[Dataset content — start]

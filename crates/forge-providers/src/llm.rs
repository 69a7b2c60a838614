// forge-providers/src/llm.rs
// ============================================================================
// Module: LLM Client
// Description: Chat-completion client for procedure step functions that
//              summarize or transform content (e.g. SAM opportunity
//              summarization).
// Dependencies: reqwest, async-trait
// ============================================================================

use async_trait::async_trait;
use serde::Deserialize;
use serde::Serialize;

use crate::error::ProviderError;

/// One message in a chat-completion request.
#[derive(Debug, Clone, Serialize)]
pub struct ChatMessage {
    /// `"system"`, `"user"`, or `"assistant"`.
    pub role: String,
    /// Message text.
    pub content: String,
}

/// A chat-completion request. `model` and `temperature` are resolved
/// per-task from §6.5's LLM task table before a request is built.
#[derive(Debug, Clone, Serialize)]
pub struct ChatCompletionRequest {
    /// Model identifier.
    pub model: String,
    /// Sampling temperature.
    pub temperature: f32,
    /// Conversation so far, in order.
    pub messages: Vec<ChatMessage>,
}

/// Calls the configured LLM service (§6.4, §6.5 per-task model/temperature).
#[async_trait]
pub trait LlmClient: Send + Sync {
    /// Requests a chat completion and returns the assistant's reply text.
    ///
    /// # Errors
    ///
    /// Returns [`ProviderError`] when the service is unreachable or
    /// responds unexpectedly.
    async fn chat_completion(&self, request: ChatCompletionRequest) -> Result<String, ProviderError>;
}

#[derive(Debug, Deserialize)]
struct CompletionChoice {
    message: CompletionMessage,
}

#[derive(Debug, Deserialize)]
struct CompletionMessage {
    content: String,
}

#[derive(Debug, Deserialize)]
struct CompletionResponse {
    choices: Vec<CompletionChoice>,
}

/// HTTP-backed [`LlmClient`] speaking an OpenAI-compatible chat-completions
/// API.
pub struct HttpLlmClient {
    http: reqwest::Client,
    base_url: String,
}

impl HttpLlmClient {
    /// Builds a client bound to `base_url`.
    #[must_use]
    pub fn new(base_url: impl Into<String>) -> Self {
        Self { http: reqwest::Client::new(), base_url: base_url.into() }
    }
}

#[async_trait]
impl LlmClient for HttpLlmClient {
    async fn chat_completion(&self, request: ChatCompletionRequest) -> Result<String, ProviderError> {
        let response = self
            .http
            .post(format!("{}/chat/completions", self.base_url))
            .json(&request)
            .send()
            .await
            .map_err(|error| ProviderError::from_reqwest("llm", &error))?;

        if !response.status().is_success() {
            let status = response.status().as_u16();
            let body = response.text().await.unwrap_or_default();
            return Err(ProviderError::Rejected { service: "llm", status, body });
        }

        let parsed: CompletionResponse = response
            .json()
            .await
            .map_err(|error| ProviderError::InvalidResponse { service: "llm", message: error.to_string() })?;

        parsed
            .choices
            .into_iter()
            .next()
            .map(|choice| choice.message.content)
            .ok_or_else(|| ProviderError::InvalidResponse { service: "llm", message: "empty choices list".into() })
    }
}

[Dataset content — finish]

The lines holding the word "providers" are the answer. Pull them out of the records and copy them.

▸ **Response**:
filename crates/forge-providers/src/llm.rs
// forge-providers/src/llm.rs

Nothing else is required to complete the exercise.